Now consider this: over the 20 years our partnership has existed, 2005 and 2006 were our third and fourth highest revenue years ever. In fact, crop revenue and program payments have only covered the cost of production in nine of the 20 years. Nearly half the crops we have produced have resulted in additional debt.
An annual salary of $53,000 is fairly good money compared to what many other Americans, rural and urban, take in each year. However, unlike most Americans who work for an hourly wage or on a salaried basis, my income comes, if at all, once a year. Moreover, even though we have to borrow more than $1 million each year to pay for expenses, some years that revenue comes in, and some it doesn’t.

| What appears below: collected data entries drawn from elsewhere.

//! Date-indexed benchmark return series.

use jiff::civil::Date;
use serde::{Deserialize, Serialize};

use crate::error::SeriesError;
use crate::metrics;

/// One dated benchmark return observation.
#[derive(Debug, Clone, Copy, PartialEq, Serialize, Deserialize)]
pub struct Observation {
    pub date: Date,
    pub value: f64,
}

/// A strictly chronological, duplicate-free series of benchmark returns.
///
/// The upstream loader is responsible for sorting and de-duplicating raw
/// input; the constructor asserts that precondition rather than silently
/// mis-simulating on unordered data.
#[derive(Debug, Clone, PartialEq, Serialize, Deserialize)]
pub struct ReturnSeries {
    observations: Vec<Observation>,
}

impl ReturnSeries {
    /// Build a series, rejecting duplicate or out-of-order dates.
    pub fn new(observations: Vec<Observation>) -> Result<Self, SeriesError> {
        for pair in observations.windows(2) {
            if pair[1].date == pair[0].date {
                return Err(SeriesError::DuplicateDate(pair[1].date));
            }
            if pair[1].date < pair[0].date {
                return Err(SeriesError::OutOfOrder {
                    previous: pair[0].date,
                    current: pair[1].date,
                });
            }
        }
        Ok(Self { observations })
    }

    /// Number of return periods in the series.
    #[must_use]
    pub fn len(&self) -> usize {
        self.observations.len()
    }

    #[must_use]
    pub fn is_empty(&self) -> bool {
        self.observations.is_empty()
    }

    #[must_use]
    pub fn observations(&self) -> &[Observation] {
        &self.observations
    }

    /// The raw return values in chronological order.
    #[must_use]
    pub fn values(&self) -> Vec<f64> {
        self.observations.iter().map(|o| o.value).collect()
    }

    #[must_use]
    pub fn first_date(&self) -> Option<Date> {
        self.observations.first().map(|o| o.date)
    }

    #[must_use]
    pub fn last_date(&self) -> Option<Date> {
        self.observations.last().map(|o| o.date)
    }

    /// Basic summary statistics of the return values.
    ///
    /// Returns `None` for an empty series. The standard deviation is the
    /// sample estimate and is `None` with fewer than two observations.
    #[must_use]
    pub fn statistics(&self) -> Option<SeriesStatistics> {
        if self.observations.is_empty() {
            return None;
        }
        let values = self.values();
        let mean = metrics::mean(&values)?;
        let std_dev = metrics::sample_std(&values);
        let min = values.iter().copied().fold(f64::INFINITY, f64::min);
        let max = values.iter().copied().fold(f64::NEG_INFINITY, f64::max);

        Some(SeriesStatistics {
            periods: values.len(),
            mean,
            std_dev,
            min,
            max,
        })
    }
}

/// Summary statistics for a return series.
#[derive(Debug, Clone, Copy)]
pub struct SeriesStatistics {
    pub periods: usize,
    pub mean: f64,
    /// Sample standard deviation; `None` with fewer than two observations.
    pub std_dev: Option<f64>,
    pub min: f64,
    pub max: f64,
}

While 2006 may have been good, some years we have had nothing, taking on personal debt to maintain the operation (like many farm families, we continue paying the bills with income from off-the-farm jobs).

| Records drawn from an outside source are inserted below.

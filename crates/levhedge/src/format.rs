//! Display formatting helpers for console output.

/// Format a currency value with thousands separators.
pub fn format_currency(value: f64) -> String {
    let total_cents = (value.abs() * 100.0).round() as i64;
    let dollars = total_cents / 100;
    let cents = total_cents % 100;

    let digits = dollars.to_string();
    let mut grouped = String::new();
    for (i, c) in digits.chars().rev().enumerate() {
        if i > 0 && i % 3 == 0 {
            grouped.push(',');
        }
        grouped.push(c);
    }
    let grouped: String = grouped.chars().rev().collect();

    if value < 0.0 {
        format!("-${grouped}.{cents:02}")
    } else {
        format!("${grouped}.{cents:02}")
    }
}

/// Format a decimal fraction as a percentage.
pub fn format_percent(value: f64) -> String {
    format!("{:.2}%", value * 100.0)
}

/// Format an optional statistic, showing `n/a` when undefined.
pub fn format_opt(value: Option<f64>, fmt: fn(f64) -> String) -> String {
    value.map_or_else(|| "n/a".to_string(), fmt)
}

#[cfg(test)]
mod tests {
    use super::*;

    #[test]
    fn test_format_currency() {
        assert_eq!(format_currency(100_000.0), "$100,000.00");
        assert_eq!(format_currency(1_234.5), "$1,234.50");
        assert_eq!(format_currency(-950.25), "-$950.25");
        assert_eq!(format_currency(0.0), "$0.00");
    }

    #[test]
    fn test_format_percent() {
        assert_eq!(format_percent(0.1234), "12.34%");
        assert_eq!(format_percent(-0.05), "-5.00%");
    }

    #[test]
    fn test_format_opt() {
        assert_eq!(format_opt(Some(0.5), format_percent), "50.00%");
        assert_eq!(format_opt(None, format_percent), "n/a");
    }
}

I can’t count the number of times I have heard that farm income is at record highs and the debt-to-asset ratio in rural America is as good as it’s ever been, but neither of those figures takes the risk out of farming. No matter how well I manage my farm, things like the weather, rising input costs and commodity prices are beyond my control.
The American people – like people all over the world – rely on farmers like me to take the risk year after year to grow the commodities critical to feeding the world. The support a strong farm policy helps provides is essential for me to be able to stay in commodity production even when I don’t meet my expenses, much less make a profit.
So, am I really a “rich” farmer? Because I love my job, my lifestyle and my family the answer is an unequivocal “Yes!” But I don’t know many people, myself included, who ever get rich in financial terms on crop production.
We farm because that’s what we love doing. And we love helping feed Americans from coast to coast.
Editor’s Note: Farmer X shared his financial information on the condition of anonymity because, like most people who receive other forms of government support – like Social Security and food stamps – (no doubt those at EWG too), he prefers his financial information remain a private matter.